Ionized Angelica polysaccharides derivatives slow tumor growth in vivo and induce the apoptosis of HepG2 cells via mitochondria death receptor-mediated pathways in vitro

Ionized, phosphorylated (ASPP) and cationised (ASPN) derivatives of Angelica sinensis polysaccharide (ASP) were evaluated for their antitumour activity. We performed the CCK-8 assay, flow cytometry, scratch healing assay and fluorescence staining assay to detect the effects of different chemical modifications of ASP on the antitumour activity of HepG2 and Huh7 cells. Western blot was performed to detect the mechanism of antitumour effect.

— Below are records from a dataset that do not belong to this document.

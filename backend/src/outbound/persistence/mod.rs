//! PostgreSQL persistence adapters using Diesel ORM.
//!
//! Concrete implementations of the repository ports backed by PostgreSQL via
//! `diesel-async` and `bb8` connection pooling.
//!
//! - Repositories only translate between Diesel rows and domain types.
//! - Row structs (`models.rs`) and table definitions (`schema.rs`) never
//!   leave this module.
//! - Database errors are mapped to the ports' persistence error enums.
//!
//! ```no_run
//! use backend::outbound::persistence::{
//!     DbPool, DieselUserRepository, PoolConfig, run_pending_migrations,
//! };
//!
//! # async fn wire() -> Result<(), Box<dyn std::error::Error>> {
//! let url = "postgres://localhost/wallets";
//! run_pending_migrations(url).await?;
//! let pool = DbPool::new(PoolConfig::new(url)).await?;
//! let _users = DieselUserRepository::new(pool);
//! # Ok(())
//! # }
//! ```

mod diesel_error_mapping;
mod diesel_user_repository;
mod diesel_vote_repository;
mod migrations;
mod models;
mod pool;
mod schema;

pub use diesel_user_repository::DieselUserRepository;
pub use diesel_vote_repository::DieselVoteRepository;
pub use migrations::{MIGRATIONS, MigrationError, run_pending_migrations};
pub use pool::{DbPool, PoolConfig, PoolError};
use crate::types::ParamSet;
use thiserror::Error;

/// Name of the reserved placeholder that receives the pagination fragment
pub const CURSOR_PLACEHOLDER: &str = "after";

/// A sub-query template with named placeholders.
///
/// The syntax is fixed: `{name}` marks a placeholder to be filled from a
/// [`ParamSet`], literal braces must be doubled (`{{` and `}}`), and the
/// reserved placeholder `{after}` marks the spot where the pagination driver
/// splices each round's cursor fragment.  The query text itself is opaque;
/// nothing here knows GraphQL.
#[derive(Clone, Debug, Eq, PartialEq)]
pub struct Template {
    segments: Vec<Segment>,
}

#[derive(Clone, Debug, Eq, PartialEq)]
enum Segment {
    Literal(String),
    Field(String),
    Cursor,
}

impl Template {
    pub fn parse(source: &str) -> Result<Template, TemplateError> {
        let mut segments = Vec::new();
        let mut literal = String::new();
        let mut chars = source.chars().peekable();
        while let Some(ch) = chars.next() {
            match ch {
                '{' if chars.peek() == Some(&'{') => {
                    let _ = chars.next();
                    literal.push('{');
                }
                '{' => {
                    let mut name = String::new();
                    loop {
                        match chars.next() {
                            Some('}') => break,
                            Some('{') | None => return Err(TemplateError::Unterminated),
                            Some(c) => name.push(c),
                        }
                    }
                    if name.is_empty() {
                        return Err(TemplateError::EmptyPlaceholder);
                    }
                    if !literal.is_empty() {
                        segments.push(Segment::Literal(std::mem::take(&mut literal)));
                    }
                    if name == CURSOR_PLACEHOLDER {
                        segments.push(Segment::Cursor);
                    } else {
                        segments.push(Segment::Field(name));
                    }
                }
                '}' if chars.peek() == Some(&'}') => {
                    let _ = chars.next();
                    literal.push('}');
                }
                '}' => return Err(TemplateError::UnmatchedBrace),
                _ => literal.push(ch),
            }
        }
        if !literal.is_empty() {
            segments.push(Segment::Literal(literal));
        }
        Ok(Template { segments })
    }

    /// Whether the template contains the reserved `{after}` placeholder
    pub fn has_cursor_slot(&self) -> bool {
        self.segments.iter().any(|s| s == &Segment::Cursor)
    }

    /// Substitutes every named placeholder from `params`, leaving cursor
    /// slots open for later rounds
    pub fn render(&self, params: &ParamSet) -> Result<Rendered, TemplateError> {
        let mut chunks = Vec::new();
        let mut text = String::new();
        for segment in &self.segments {
            match segment {
                Segment::Literal(s) => text.push_str(s),
                Segment::Field(name) => {
                    let value = params
                        .get(name)
                        .ok_or_else(|| TemplateError::MissingField(name.clone()))?;
                    text.push_str(value);
                }
                Segment::Cursor => {
                    if !text.is_empty() {
                        chunks.push(Chunk::Text(std::mem::take(&mut text)));
                    }
                    chunks.push(Chunk::Cursor);
                }
            }
        }
        if !text.is_empty() {
            chunks.push(Chunk::Text(text));
        }
        Ok(Rendered { chunks })
    }
}

/// A template with its parameters substituted and its cursor slots still open
#[derive(Clone, Debug, Eq, PartialEq)]
pub struct Rendered {
    chunks: Vec<Chunk>,
}

#[derive(Clone, Debug, Eq, PartialEq)]
enum Chunk {
    Text(String),
    Cursor,
}

impl Rendered {
    /// Produces the final sub-query text with `fragment` substituted verbatim
    /// into every cursor slot
    pub fn with_cursor(&self, fragment: &str) -> String {
        let mut out = String::new();
        for chunk in &self.chunks {
            match chunk {
                Chunk::Text(s) => out.push_str(s),
                Chunk::Cursor => out.push_str(fragment),
            }
        }
        out
    }
}

#[derive(Clone, Debug, Error, Eq, PartialEq)]
pub enum TemplateError {
    #[error("placeholder opened but never closed in query template")]
    Unterminated,
    #[error("single '}}' without matching '{{' in query template")]
    UnmatchedBrace,
    #[error("empty placeholder in query template")]
    EmptyPlaceholder,
    #[error("no value supplied for template field {0:?}")]
    MissingField(String),
}
use serde::Deserialize;
use std::collections::HashMap;
use std::fmt;

pub type JsonMap = serde_json::Map<String, serde_json::Value>;

/// One set of values for a template's named placeholders
pub type ParamSet = HashMap<String, String>;

/// An opaque position token inside a paginated result set
#[derive(Clone, Debug, Deserialize, Eq, PartialEq)]
#[serde(transparent)]
pub struct Cursor(String);

impl Cursor {
    pub fn as_str(&self) -> &str {
        &self.0
    }
}

impl fmt::Display for Cursor {
    fn fmt(&self, f: &mut fmt::Formatter<'_>) -> fmt::Result {
        f.write_str(&self.0)
    }
}

/// Pagination bookkeeping located at the configured key path inside each
/// alias's result
#[derive(Clone, Debug, Deserialize, Eq, PartialEq)]
#[serde(rename_all = "camelCase")]
pub struct PageInfo {
    pub end_cursor: Option<Cursor>,
    pub has_next_page: bool,
}

/// A GraphQL response as seen by the pagination driver.
///
/// A transport function reduces whatever it receives from the server to this:
/// the `data` mapping from alias to per-query result, or `None` when the
/// server sent no data.  An absent (or empty) `data` payload is the normal
/// end-of-data signal for the batch in flight, not an error.
#[derive(Clone, Debug, Default, Deserialize, Eq, PartialEq)]
pub struct Response {
    #[serde(default)]
    pub data: Option<JsonMap>,
}
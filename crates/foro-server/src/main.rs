mod config;

use tower_http::trace::TraceLayer;
use tracing::info;

use foro_api::AppStateInner;
use foro_db::Database;

use crate::config::Config;

#[tokio::main]
async fn main() -> anyhow::Result<()> {
    // Load .env if present
    let _ = dotenvy::dotenv();

    tracing_subscriber::fmt()
        .with_env_filter(
            tracing_subscriber::EnvFilter::try_from_default_env()
                .unwrap_or_else(|_| "foro=debug,foro_api=debug,foro_db=info,tower_http=debug".into()),
        )
        .init();

    let config = Config::from_env()?;
    let addr = config.addr()?;

    let db = Database::open(&config.db_path)?;
    let seeded = db.seed_default_categories_if_empty()?;
    if seeded == 0 {
        info!("Categories already present, skipping seed");
    }

    let app = foro_api::router(AppStateInner::new(db)).layer(TraceLayer::new_for_http());

    info!("Foro listening on {}", addr);

    let listener = tokio::net::TcpListener::bind(addr).await?;
    axum::serve(listener, app)
        .with_graceful_shutdown(shutdown_signal())
        .await?;

    Ok(())
}

async fn shutdown_signal() {
    let ctrl_c = tokio::signal::ctrl_c();
    #[cfg(unix)]
    {
        match tokio::signal::unix::signal(tokio::signal::unix::SignalKind::terminate()) {
            Ok(mut sigterm) => {
                tokio::select! {
                    _ = ctrl_c => info!("Received Ctrl+C, shutting down..."),
                    _ = sigterm.recv() => info!("Received SIGTERM, shutting down..."),
                }
            }
            Err(e) => {
                tracing::warn!("Failed to install SIGTERM handler: {}", e);
                ctrl_c.await.ok();
                info!("Received Ctrl+C, shutting down...");
            }
        }
    }
    #[cfg(not(unix))]
    {
        ctrl_c.await.ok();
        info!("Received Ctrl+C, shutting down...");
    }
}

The results showed that ASP-P and ASP-N with maximum test concentration (240 μg·mL^-1) had strong inhibitory effects on HepG2 cells with inhibition rates of 52.36 % and 31.76 %, respectively. Both ASP-P and ASP-N all significantly inhibited the proliferation and migration of HepG2 and Huh7 cells. Furthermore, the study revealed that both ASP-P and ASP-N up-regulated Apoptosis related proteins, such as Caspase-3, Caspase-9, cleaved-caspase 9, Apaf-1, Bid, Bax, Caspase-8, FADD, Fas and down-regulated the expression of Bcl-2 to induce Apoptosis in HepG2 and Huh7 cells. This observation was further corroborated by the identification of cell-cycle arrest-associated proteins CDK4, p53 and p21, where the expression of CDK4 was down-regulated, and the expression of p53 and p21 were up-regulated. Overall, ASP-P and ASP-N inhibits proliferation and migration and induces Apoptosis of HepG2 and Huh7 cells by regulating the mitochondrial apoptotic pathway to achieve antitumor activity. ASP-P and ASP-N solution was injected by subcutaneous in the nude mice bearing tumors. In comparison with the control group, ASP-P and ASP-N were found to retard tumor growth to a significant extent without exerting any influence on the body weights of mice. The ASP-N group demonstrated the most favorable outcomes, exhibiting the lowest tumor volume.

Apoptosis; HepG2 cells; Huh7 cells; Ionization polysaccharides.